Longwen (隆文, ?–1841) was a grand chancellor of the Irgen Gioro clan and the Manchu Plain Red Banner during Daoguang era.

==Biography==
Longwen's ancestor Dalbangga of Yarhū became a member of Nurhaci's tribal forces during the founding of the Manchu Khannate. Longwen obtained the Jinshi degree in 1808 and was selected as a student (庶吉士) in the Hanlin Academy. After initially serving as an official in the Ministry of Justice, he was dismissed for an offense but later reinstated and appointed a Lecturer in the Hanlin Academy. He was subsequently promoted to the position of Grand Secretariat Academician (內閣學士) and served as Imperial Resident in Tibet (駐藏大臣) during the Daoguang emperor's reign.
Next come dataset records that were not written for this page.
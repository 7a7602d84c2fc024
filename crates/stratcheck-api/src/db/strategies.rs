//! Strategy persistence.
//!
//! Every query is scoped to the owning user. The update is the conditioned
//! write: it matches on id, owner and the version the caller loaded, and
//! bumps the version in the same statement. Inserts take id, creation time
//! and the initial version from column defaults.

use async_trait::async_trait;
use chrono::{DateTime, Utc};
use sqlx::PgPool;
use stratcheck_core::{StoreError, VersionedStore};

use super::backend;
use crate::state::{Strategy, StrategyCatalog, StrategyKey};

/// [`VersionedStore`] and [`StrategyCatalog`] over the `strategies` table.
#[derive(Debug, Clone)]
pub struct PgStrategyStore {
    pool: PgPool,
}

impl PgStrategyStore {
    pub fn new(pool: PgPool) -> Self {
        Self { pool }
    }
}

#[derive(sqlx::FromRow)]
struct StrategyRow {
    id: i64,
    created_at: DateTime<Utc>,
    name: String,
    public: bool,
    fields: Vec<String>,
    criteria: Vec<String>,
    user_id: i64,
    version: i32,
}

impl StrategyRow {
    fn into_record(self) -> Strategy {
        Strategy {
            id: self.id,
            created_at: self.created_at,
            name: self.name,
            public: self.public,
            fields: self.fields,
            criteria: self.criteria,
            user_id: self.user_id,
            version: self.version,
        }
    }
}

#[async_trait]
impl VersionedStore<Strategy> for PgStrategyStore {
    async fn load(&self, key: &StrategyKey) -> Result<Option<Strategy>, StoreError> {
        if key.id < 1 {
            return Ok(None);
        }
        let row = sqlx::query_as::<_, StrategyRow>(
            "SELECT id, created_at, name, public, fields, criteria, user_id, version
             FROM strategies
             WHERE id = $1 AND user_id = $2",
        )
        .bind(key.id)
        .bind(key.owner)
        .fetch_optional(&self.pool)
        .await
        .map_err(backend)?;
        Ok(row.map(StrategyRow::into_record))
    }

    async fn update_if_version(
        &self,
        record: &Strategy,
        expected: i32,
    ) -> Result<Option<i32>, StoreError> {
        sqlx::query_scalar::<_, i32>(
            "UPDATE strategies
             SET name = $1, public = $2, fields = $3, criteria = $4, version = version + 1
             WHERE id = $5 AND user_id = $6 AND version = $7
             RETURNING version",
        )
        .bind(&record.name)
        .bind(record.public)
        .bind(&record.fields)
        .bind(&record.criteria)
        .bind(record.id)
        .bind(record.user_id)
        .bind(expected)
        .fetch_optional(&self.pool)
        .await
        .map_err(backend)
    }
}

#[async_trait]
impl StrategyCatalog for PgStrategyStore {
    async fn insert(&self, draft: &Strategy) -> Result<Strategy, StoreError> {
        let (id, created_at, version) = sqlx::query_as::<_, (i64, DateTime<Utc>, i32)>(
            "INSERT INTO strategies (name, public, fields, criteria, user_id)
             VALUES ($1, $2, $3, $4, $5)
             RETURNING id, created_at, version",
        )
        .bind(&draft.name)
        .bind(draft.public)
        .bind(&draft.fields)
        .bind(&draft.criteria)
        .bind(draft.user_id)
        .fetch_one(&self.pool)
        .await
        .map_err(backend)?;
        Ok(Strategy {
            id,
            created_at,
            version,
            ..draft.clone()
        })
    }

    async fn delete(&self, key: &StrategyKey) -> Result<bool, StoreError> {
        if key.id < 1 {
            return Ok(false);
        }
        let result = sqlx::query("DELETE FROM strategies WHERE id = $1 AND user_id = $2")
            .bind(key.id)
            .bind(key.owner)
            .execute(&self.pool)
            .await
            .map_err(backend)?;
        Ok(result.rows_affected() > 0)
    }
}
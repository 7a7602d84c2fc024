//! # Authentication & Authorization Middleware
//!
//! Bearer token middleware and per-route permission gates.
//!
//! ## Flow
//!
//! 1. [`auth_middleware`] resolves the `Authorization` header through the
//!    [`TokenAuthenticator`] found in request extensions and injects the
//!    resulting [`Principal`]. Requests without a header proceed as
//!    `Anonymous`; malformed or unknown credentials are rejected here.
//! 2. [`permission_middleware`] is attached per route with
//!    `from_fn_with_state(code, permission_middleware)` and runs the
//!    permission gate against the injected principal.
//! 3. Handlers read the principal through the [`Caller`] extractor.
//!
//! Every response that passed through the authenticator carries
//! `Vary: Authorization`.

use axum::extract::{FromRequestParts, Request, State};
use axum::http::request::Parts;
use axum::http::{header, HeaderValue};
use axum::middleware::Next;
use axum::response::{IntoResponse, Response};
use stratcheck_core::{require_permission, GateError, Principal, TokenAuthenticator};

use crate::error::AppError;

// ── Caller ──────────────────────────────────────────────────────────

/// The principal the authenticator attached to this request.
///
/// Extraction fails with an internal error if the authenticator did not
/// run, which is a routing mistake rather than a client error.
#[derive(Debug, Clone, PartialEq, Eq)]
pub struct Caller(pub Principal);

impl<S: Send + Sync> FromRequestParts<S> for Caller {
    type Rejection = AppError;

    async fn from_request_parts(parts: &mut Parts, _state: &S) -> Result<Self, Self::Rejection> {
        parts
            .extensions
            .get::<Principal>()
            .cloned()
            .map(Caller)
            .ok_or_else(|| AppError::Internal("no principal in request context".into()))
    }
}

// ── Authentication ──────────────────────────────────────────────────

fn with_vary(mut response: Response) -> Response {
    response
        .headers_mut()
        .append(header::VARY, HeaderValue::from_static("authorization"));
    response
}

/// Middleware that resolves bearer credentials to a [`Principal`].
pub async fn auth_middleware(mut request: Request, next: Next) -> Response {
    let Some(authenticator) = request.extensions().get::<TokenAuthenticator>().cloned() else {
        return AppError::Internal("authenticator missing from request context".into())
            .into_response();
    };

    let header = match request.headers().get(header::AUTHORIZATION) {
        None => None,
        Some(value) => match value.to_str() {
            Ok(s) => Some(s.to_owned()),
            Err(_) => {
                return with_vary(
                    AppError::from(GateError::AuthFormat(
                        "authorization header is not valid ASCII",
                    ))
                    .into_response(),
                );
            }
        },
    };

    match authenticator.authenticate(header.as_deref()).await {
        Ok(principal) => {
            if let Some(id) = principal.id() {
                tracing::debug!(principal = id, "request authenticated");
            }
            request.extensions_mut().insert(principal);
            with_vary(next.run(request).await)
        }
        Err(err) => {
            if matches!(err, GateError::Internal(_)) {
                tracing::error!(error = %err, "authentication lookup failed");
            } else {
                tracing::warn!(
                    method = %request.method(),
                    path = %request.uri().path(),
                    error = %err,
                    "authentication rejected"
                );
            }
            with_vary(AppError::from(err).into_response())
        }
    }
}

// ── Authorization ───────────────────────────────────────────────────

/// Route-level permission gate. The permission code is the layer state.
///
/// ```ignore
/// get(handler).route_layer(from_fn_with_state("strategies:read", permission_middleware))
/// ```
pub async fn permission_middleware(
    State(code): State<&'static str>,
    request: Request,
    next: Next,
) -> Response {
    let Some(principal) = request.extensions().get::<Principal>() else {
        return AppError::Internal("no principal in request context".into()).into_response();
    };
    if let Err(err) = require_permission(principal, code) {
        tracing::warn!(
            principal = ?principal.id(),
            required = code,
            error = %err,
            "permission gate rejected request"
        );
        return AppError::from(err).into_response();
    }
    next.run(request).await
}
He later held the offices of Deputy Minister of Personnel, Deputy Minister of Revenue, Minister of Justice, Minister of War, and Grand Councillor. He was also repeatedly assigned as an imperial commissioner to investigate important judicial cases. During the First Opium War, Longwen and General Yishan jointly directed military affairs in Guangdong, but the two disagreed on policies and military procedures. Shortly after arriving in Guangdong, Longwen fell ill and died with frustration and anxiety. He was posthumously awarded the name Duanyi (端毅, "Upright and Resolute").

His counsins Longyun (隆雲) and Longrui (隆濬) were also Jinshi graduates.